Conforme se verifica dos autos do processo (APELAÇÃO CRIMINAL 5019501-09.2015.404.7200), discorre a denúncia que em abril de 2012 o então vereador Deglaber teria dado uma autorização verbal para que se promovesse a limpeza de um terreno no Bairro Estreito em Florianópolis/SC. Assim agindo, segundo o Ministério Público Federal, estaria incurso nos artigos 67 da Lei 9.605/98 e 321 do Código Penal. Alega o MPF que o réu Deglaber teria através dessa autorização verbal, destruído um sítio arqueológico bem como teria praticado interesse privado perante a Administração Pública.

Assim, por concederem autorização verbal para a execução de obras em terreno do Município de Florianópolis que abrigaria sambaqui, bem público federal, sem disporem dos documentos legalmente exigidos (licenças ou autorizações municipais e federais), DEGLABER e MUNICÍPIO DE FLORIANÓPOLIS cometeram o crime preceituado no art. 67, caput, c.c. artigos 2º e 3º, todos da Lei n.º 9.605/98, com a seguinte disposição:

Art. 67. Conceder o funcionário público licença, autorização ou permissão em desacordo com as normas ambientais, para as atividades, obras ou serviços cuja realização depende de ato autorizativo do Poder Público:

Pena - detenção, de um a três anos, e multa.

Parágrafo único. Se o crime é culposo, a pena é de três meses a um ano de detenção, sem prejuízo da multa.
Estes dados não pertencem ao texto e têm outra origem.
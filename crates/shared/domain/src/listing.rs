//! Listing (ad) entity, its closed status and category vocabularies.

use std::str::FromStr;

use chrono::{DateTime, Utc};
use serde::{Deserialize, Deserializer, Serialize};
use validator::{Validate, ValidationError};

use crate::error::{DomainError, DomainResult};
use crate::user::UserId;

pub type ListingId = String;

/// Canonical listing status.
///
/// The store has used two vocabularies over time. `approved` maps to
/// `Active` and `rejected` maps to `Inactive`; only the canonical names are
/// ever written back.
#[derive(Debug, Clone, Copy, Default, PartialEq, Eq, Hash, Serialize, Deserialize)]
#[serde(rename_all = "lowercase")]
pub enum ListingStatus {
    #[default]
    Pending,
    #[serde(alias = "approved")]
    Active,
    #[serde(alias = "rejected")]
    Inactive,
}

impl ListingStatus {
    pub fn as_str(&self) -> &'static str {
        match self {
            ListingStatus::Pending => "pending",
            ListingStatus::Active => "active",
            ListingStatus::Inactive => "inactive",
        }
    }
}

impl FromStr for ListingStatus {
    type Err = DomainError;

    fn from_str(s: &str) -> Result<Self, Self::Err> {
        match s.trim().to_ascii_lowercase().as_str() {
            "pending" => Ok(ListingStatus::Pending),
            "active" | "approved" => Ok(ListingStatus::Active),
            "inactive" | "rejected" => Ok(ListingStatus::Inactive),
            other => Err(DomainError::unknown("listing status", other)),
        }
    }
}

impl std::fmt::Display for ListingStatus {
    fn fmt(&self, f: &mut std::fmt::Formatter<'_>) -> std::fmt::Result {
        f.write_str(self.as_str())
    }
}

/// Listing category.
///
/// The extended taxonomy offered by the posting form folds into these
/// canonical values (see [`Category::parse`]); anything else is kept
/// verbatim as `Other`.
#[derive(Debug, Clone, PartialEq, Eq, Hash, Serialize, Deserialize)]
#[serde(from = "String", into = "String")]
pub enum Category {
    Materials,
    Equipment,
    Tools,
    Safety,
    Services,
    Other(String),
}

impl Category {
    /// Canonical categories offered by the browse filter
    pub const ALL: [Category; 5] = [
        Category::Materials,
        Category::Equipment,
        Category::Tools,
        Category::Safety,
        Category::Services,
    ];

    /// Case-insensitive parse; extended names map onto canonical ones.
    pub fn parse(raw: &str) -> Self {
        let trimmed = raw.trim();
        match trimmed.to_ascii_lowercase().as_str() {
            "materials"
            | "building materials"
            | "concrete & cement"
            | "roofing materials"
            | "flooring"
            | "paint & coatings"
            | "electrical supplies"
            | "plumbing supplies" => Category::Materials,
            "equipment" | "heavy machinery" => Category::Equipment,
            "tools" | "tools & equipment" | "hardware" => Category::Tools,
            "safety" | "safety equipment" => Category::Safety,
            "services" => Category::Services,
            _ => Category::Other(trimmed.to_string()),
        }
    }

    pub fn label(&self) -> &str {
        match self {
            Category::Materials => "Materials",
            Category::Equipment => "Equipment",
            Category::Tools => "Tools",
            Category::Safety => "Safety",
            Category::Services => "Services",
            Category::Other(raw) => raw,
        }
    }

    /// Fixed category -> glyph lookup used for display
    pub fn glyph(&self) -> &'static str {
        match self {
            Category::Materials => "🏗️",
            Category::Equipment => "🚛",
            Category::Tools => "🔧",
            Category::Safety => "🦺",
            Category::Services | Category::Other(_) => "🏢",
        }
    }
}

impl From<String> for Category {
    fn from(raw: String) -> Self {
        Category::parse(&raw)
    }
}

impl From<&str> for Category {
    fn from(raw: &str) -> Self {
        Category::parse(raw)
    }
}

impl From<Category> for String {
    fn from(category: Category) -> Self {
        category.label().to_string()
    }
}

impl FromStr for Category {
    type Err = DomainError;

    fn from_str(s: &str) -> Result<Self, Self::Err> {
        if s.trim().is_empty() {
            return Err(DomainError::validation("Category is required"));
        }
        Ok(Category::parse(s))
    }
}

impl std::fmt::Display for Category {
    fn fmt(&self, f: &mut std::fmt::Formatter<'_>) -> std::fmt::Result {
        f.write_str(self.label())
    }
}

/// Seller fields embedded through the `ads -> users` foreign key.
#[derive(Debug, Clone, Default, PartialEq, Serialize, Deserialize)]
pub struct SellerSummary {
    #[serde(default)]
    pub full_name: Option<String>,
    #[serde(default)]
    pub email: Option<String>,
}

/// Nullable columns decode to the field's default instead of failing the row.
fn null_as_default<'de, D, T>(deserializer: D) -> Result<T, D::Error>
where
    D: Deserializer<'de>,
    T: Default + Deserialize<'de>,
{
    Option::<T>::deserialize(deserializer).map(Option::unwrap_or_default)
}

/// Listing as stored in the `ads` table.
#[derive(Debug, Clone, PartialEq, Serialize, Deserialize)]
pub struct Listing {
    pub id: ListingId,
    pub seller_id: UserId,
    pub title: String,
    #[serde(default, deserialize_with = "null_as_default")]
    pub description: String,
    pub price: f64,
    pub category: Category,
    #[serde(default, deserialize_with = "null_as_default")]
    pub location: String,
    #[serde(default, deserialize_with = "null_as_default")]
    pub images: Vec<String>,
    #[serde(default, deserialize_with = "null_as_default")]
    pub status: ListingStatus,
    #[serde(default, deserialize_with = "null_as_default")]
    pub is_featured: bool,
    #[serde(default, deserialize_with = "null_as_default")]
    pub is_premium: bool,
    #[serde(default, skip_serializing_if = "Option::is_none")]
    pub contact_phone: Option<String>,
    #[serde(default, skip_serializing_if = "Option::is_none")]
    pub contact_email: Option<String>,
    pub created_at: DateTime<Utc>,
    pub updated_at: DateTime<Utc>,
    #[serde(default, alias = "users", skip_serializing_if = "Option::is_none")]
    pub seller: Option<SellerSummary>,
}

impl Listing {
    pub fn is_owned_by(&self, user_id: &str) -> bool {
        self.seller_id == user_id
    }
}

/// Listing details collected by the posting form.
#[derive(Debug, Clone, PartialEq, Serialize, Deserialize, Validate)]
pub struct NewListing {
    #[validate(length(min = 1, message = "Title is required"))]
    pub title: String,
    #[validate(length(min = 1, message = "Description is required"))]
    pub description: String,
    #[validate(range(min = 0.0, message = "Price cannot be negative"))]
    pub price: f64,
    #[validate(custom(function = "validate_category"))]
    pub category: Category,
    #[validate(length(min = 1, message = "Location is required"))]
    pub location: String,
    #[serde(default, skip_serializing_if = "Option::is_none")]
    pub contact_phone: Option<String>,
    #[serde(default, skip_serializing_if = "Option::is_none")]
    #[validate(email(message = "Contact email is invalid"))]
    pub contact_email: Option<String>,
}

impl NewListing {
    /// Trim free-text fields and run validation.
    pub fn validated(mut self) -> DomainResult<Self> {
        self.title = self.title.trim().to_string();
        self.description = self.description.trim().to_string();
        self.location = self.location.trim().to_string();
        self.contact_phone = self.contact_phone.map(|p| p.trim().to_string()).filter(|p| !p.is_empty());
        self.contact_email = self.contact_email.map(|e| e.trim().to_string()).filter(|e| !e.is_empty());

        self.validate()
            .map_err(|errors| DomainError::validation(first_message(&errors)))?;
        Ok(self)
    }
}

fn validate_category(category: &Category) -> Result<(), ValidationError> {
    match category {
        Category::Other(raw) if raw.trim().is_empty() => {
            let mut error = ValidationError::new("category");
            error.message = Some("Category is required".into());
            Err(error)
        }
        _ => Ok(()),
    }
}

fn first_message(errors: &validator::ValidationErrors) -> String {
    errors
        .field_errors()
        .into_iter()
        .flat_map(|(field, errs)| {
            errs.iter().map(move |e| {
                e.message
                    .as_ref()
                    .map(|m| m.to_string())
                    .unwrap_or_else(|| format!("{} is invalid", field))
            })
        })
        .next()
        .unwrap_or_else(|| "Invalid listing".to_string())
}

#[cfg(test)]
mod tests {
    use super::*;

    fn new_listing() -> NewListing {
        NewListing {
            title: "  Steel Rebar  ".to_string(),
            description: "Grade 60".to_string(),
            price: 850.0,
            category: Category::Materials,
            location: "Lahore".to_string(),
            contact_phone: Some("   ".to_string()),
            contact_email: None,
        }
    }

    #[test]
    fn test_status_accepts_both_vocabularies() {
        assert_eq!("approved".parse::<ListingStatus>(), Ok(ListingStatus::Active));
        assert_eq!("rejected".parse::<ListingStatus>(), Ok(ListingStatus::Inactive));
        assert_eq!("Active".parse::<ListingStatus>(), Ok(ListingStatus::Active));
        assert!("archived".parse::<ListingStatus>().is_err());

        let status: ListingStatus = serde_json::from_str("\"approved\"").unwrap();
        assert_eq!(status, ListingStatus::Active);
        assert_eq!(serde_json::to_string(&status).unwrap(), "\"active\"");
    }

    #[test]
    fn test_extended_categories_fold_to_canonical() {
        assert_eq!(Category::parse("Building Materials"), Category::Materials);
        assert_eq!(Category::parse("Heavy Machinery"), Category::Equipment);
        assert_eq!(Category::parse("hardware"), Category::Tools);
        assert_eq!(Category::parse("Safety Equipment"), Category::Safety);
        assert_eq!(Category::parse("materials"), Category::Materials);
        assert_eq!(
            Category::parse("Landscaping"),
            Category::Other("Landscaping".to_string())
        );
    }

    #[test]
    fn test_category_glyphs() {
        assert_eq!(Category::Materials.glyph(), "🏗️");
        assert_eq!(Category::Equipment.glyph(), "🚛");
        assert_eq!(Category::Tools.glyph(), "🔧");
        assert_eq!(Category::Safety.glyph(), "🦺");
        assert_eq!(Category::Other("x".into()).glyph(), "🏢");
    }

    #[test]
    fn test_listing_row_with_joined_seller() {
        let row = serde_json::json!({
            "id": "ad-1",
            "seller_id": "u-1",
            "title": "Mixer",
            "description": "350L",
            "price": 2500,
            "category": "Equipment",
            "location": "Karachi",
            "status": "approved",
            "created_at": "2024-01-10T10:00:00Z",
            "updated_at": "2024-01-10T10:00:00Z",
            "users": { "full_name": "John Co." }
        });

        let listing: Listing = serde_json::from_value(row).unwrap();
        assert_eq!(listing.status, ListingStatus::Active);
        assert_eq!(listing.category, Category::Equipment);
        assert_eq!(
            listing.seller.and_then(|s| s.full_name).as_deref(),
            Some("John Co.")
        );
        assert!(!listing.is_premium);
    }

    #[test]
    fn test_listing_row_with_null_columns() {
        let row = serde_json::json!({
            "id": "ad-2",
            "seller_id": "u-1",
            "title": "Bricks",
            "description": null,
            "price": 12,
            "category": "Bricks",
            "location": null,
            "images": null,
            "status": null,
            "is_featured": null,
            "is_premium": null,
            "contact_phone": null,
            "created_at": "2024-01-10T10:00:00Z",
            "updated_at": "2024-01-10T10:00:00Z"
        });

        let listing: Listing = serde_json::from_value(row).unwrap();
        assert_eq!(listing.description, "");
        assert_eq!(listing.location, "");
        assert!(listing.images.is_empty());
        assert_eq!(listing.status, ListingStatus::Pending);
        assert!(!listing.is_featured);
        assert!(!listing.is_premium);
        assert_eq!(listing.contact_phone, None);
    }

    #[test]
    fn test_new_listing_trims_and_validates() {
        let listing = new_listing().validated().unwrap();
        assert_eq!(listing.title, "Steel Rebar");
        assert_eq!(listing.contact_phone, None);
    }

    #[test]
    fn test_new_listing_rejects_negative_price() {
        let result = NewListing {
            price: -1.0,
            ..new_listing()
        }
        .validated();

        assert_eq!(
            result,
            Err(DomainError::validation("Price cannot be negative"))
        );
    }

    #[test]
    fn test_new_listing_rejects_blank_title() {
        let result = NewListing {
            title: "   ".to_string(),
            ..new_listing()
        }
        .validated();

        assert!(matches!(result, Err(DomainError::Validation(_))));
    }
}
Ao réu DEGLABER foi também imputada a conduta descrita no art. 321, caput e parágrafo único, do CP, por conceder autorização verbal para a execução das obras:

Art. 321. - Patrocinar, direta ou indiretamente, interesse privado perante a administração pública, valendo-se da qualidade de funcionário:

Pena - detenção, de um a três meses, ou multa.

Não obstante, ao acatar a tese da defesa, o Tribunal concluiu que a “mera autorização verbal não se enquadra nos elementos do tipo do art. 67. da Lei 9.605/98. Isso porque a “norma em questão concretiza o art. 10. da Lei 6.938/81, cujo objeto material é o ato administrativo que se ache exarado no procedimento administrativo do órgão ambiental.”
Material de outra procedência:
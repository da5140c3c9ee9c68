//! Shared configuration structures.

use std::env;
use std::time::Duration;

use serde::{Deserialize, Serialize};

use domain::{
    AUTH_TIMEOUT_MS, LISTING_READ_TIMEOUT_MS, LISTING_WRITE_TIMEOUT_MS, PROFILE_CREATE_TIMEOUT_MS,
    PROFILE_FETCH_TIMEOUT_MS,
};

/// Default local platform endpoint
pub const DEFAULT_PLATFORM_URL: &str = "http://localhost:54321";

/// Hosted platform connection settings.
#[derive(Clone, Deserialize, Serialize)]
pub struct PlatformConfig {
    /// Project base URL; REST and auth APIs live under it
    pub url: String,
    /// Public (anon) API key sent with every request
    #[serde(skip_serializing)]
    pub anon_key: String,
}

impl std::fmt::Debug for PlatformConfig {
    fn fmt(&self, f: &mut std::fmt::Formatter<'_>) -> std::fmt::Result {
        f.debug_struct("PlatformConfig")
            .field("url", &self.url)
            .field("anon_key", &"[REDACTED]")
            .finish()
    }
}

impl PlatformConfig {
    /// Load configuration from environment variables.
    pub fn from_env() -> Self {
        dotenvy::dotenv().ok();

        let anon_key = env::var("BUILDMART_ANON_KEY")
            .or_else(|_| env::var("SUPABASE_ANON_KEY"))
            .unwrap_or_else(|_| {
                tracing::warn!("BUILDMART_ANON_KEY not set, requests will be unauthenticated");
                String::new()
            });

        Self {
            url: env::var("BUILDMART_PLATFORM_URL")
                .or_else(|_| env::var("SUPABASE_URL"))
                .unwrap_or_else(|_| DEFAULT_PLATFORM_URL.to_string()),
            anon_key,
        }
    }

    /// Base URL of the REST (table) API.
    pub fn rest_url(&self) -> String {
        format!("{}/rest/v1", self.url.trim_end_matches('/'))
    }

    /// Base URL of the auth API.
    pub fn auth_url(&self) -> String {
        format!("{}/auth/v1", self.url.trim_end_matches('/'))
    }
}

impl Default for PlatformConfig {
    fn default() -> Self {
        Self {
            url: DEFAULT_PLATFORM_URL.to_string(),
            anon_key: String::new(),
        }
    }
}

/// Deadlines for every class of external call, in milliseconds.
#[derive(Debug, Clone, Copy, PartialEq, Eq, Deserialize, Serialize)]
pub struct DeadlineConfig {
    pub profile_fetch_ms: u64,
    pub auth_ms: u64,
    pub profile_create_ms: u64,
    pub listing_read_ms: u64,
    pub listing_write_ms: u64,
}

impl DeadlineConfig {
    /// Load overrides from environment variables, keeping defaults otherwise.
    pub fn from_env() -> Self {
        let defaults = Self::default();
        Self {
            profile_fetch_ms: env_ms("BUILDMART_PROFILE_FETCH_TIMEOUT_MS")
                .unwrap_or(defaults.profile_fetch_ms),
            auth_ms: env_ms("BUILDMART_AUTH_TIMEOUT_MS").unwrap_or(defaults.auth_ms),
            profile_create_ms: env_ms("BUILDMART_PROFILE_CREATE_TIMEOUT_MS")
                .unwrap_or(defaults.profile_create_ms),
            listing_read_ms: env_ms("BUILDMART_LISTING_READ_TIMEOUT_MS")
                .unwrap_or(defaults.listing_read_ms),
            listing_write_ms: env_ms("BUILDMART_LISTING_WRITE_TIMEOUT_MS")
                .unwrap_or(defaults.listing_write_ms),
        }
    }

    pub fn profile_fetch(&self) -> Duration {
        Duration::from_millis(self.profile_fetch_ms)
    }

    pub fn auth(&self) -> Duration {
        Duration::from_millis(self.auth_ms)
    }

    pub fn profile_create(&self) -> Duration {
        Duration::from_millis(self.profile_create_ms)
    }

    pub fn listing_read(&self) -> Duration {
        Duration::from_millis(self.listing_read_ms)
    }

    pub fn listing_write(&self) -> Duration {
        Duration::from_millis(self.listing_write_ms)
    }
}

impl Default for DeadlineConfig {
    fn default() -> Self {
        Self {
            profile_fetch_ms: PROFILE_FETCH_TIMEOUT_MS,
            auth_ms: AUTH_TIMEOUT_MS,
            profile_create_ms: PROFILE_CREATE_TIMEOUT_MS,
            listing_read_ms: LISTING_READ_TIMEOUT_MS,
            listing_write_ms: LISTING_WRITE_TIMEOUT_MS,
        }
    }
}

fn env_ms(key: &str) -> Option<u64> {
    env::var(key).ok().and_then(|v| v.trim().parse().ok())
}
Dessa forma, conceitualmente, o elemento subjetivo é a vontade livre e consciente do funcionário de órgão ambiental de possibilitar, através de ato administrativo próprio, a realização de atividades, obras e serviços. O ato administrativo apresenta assim dois elementos: conteúdo e a forma. Quanto à forma dos atos administrativos, assevera José dos Santos Carvalho Filho (in Manual de direito administrativo, 31. ed. revista, atualizada e ampliada, São Paulo: Atlas, 2017, pp. 116/117):

Diversamente do que se passa no direito privado, onde vigora o princípio da liberdade das formas, no direito público a regra é a solenidade das formas. E não é difícil identificar a razão da diversidade de postulados. No direito privado prevalece o interesse privado, a vontade dos interessados, ao passo que no direito público toda atividade deve estar voltada para o interesse público.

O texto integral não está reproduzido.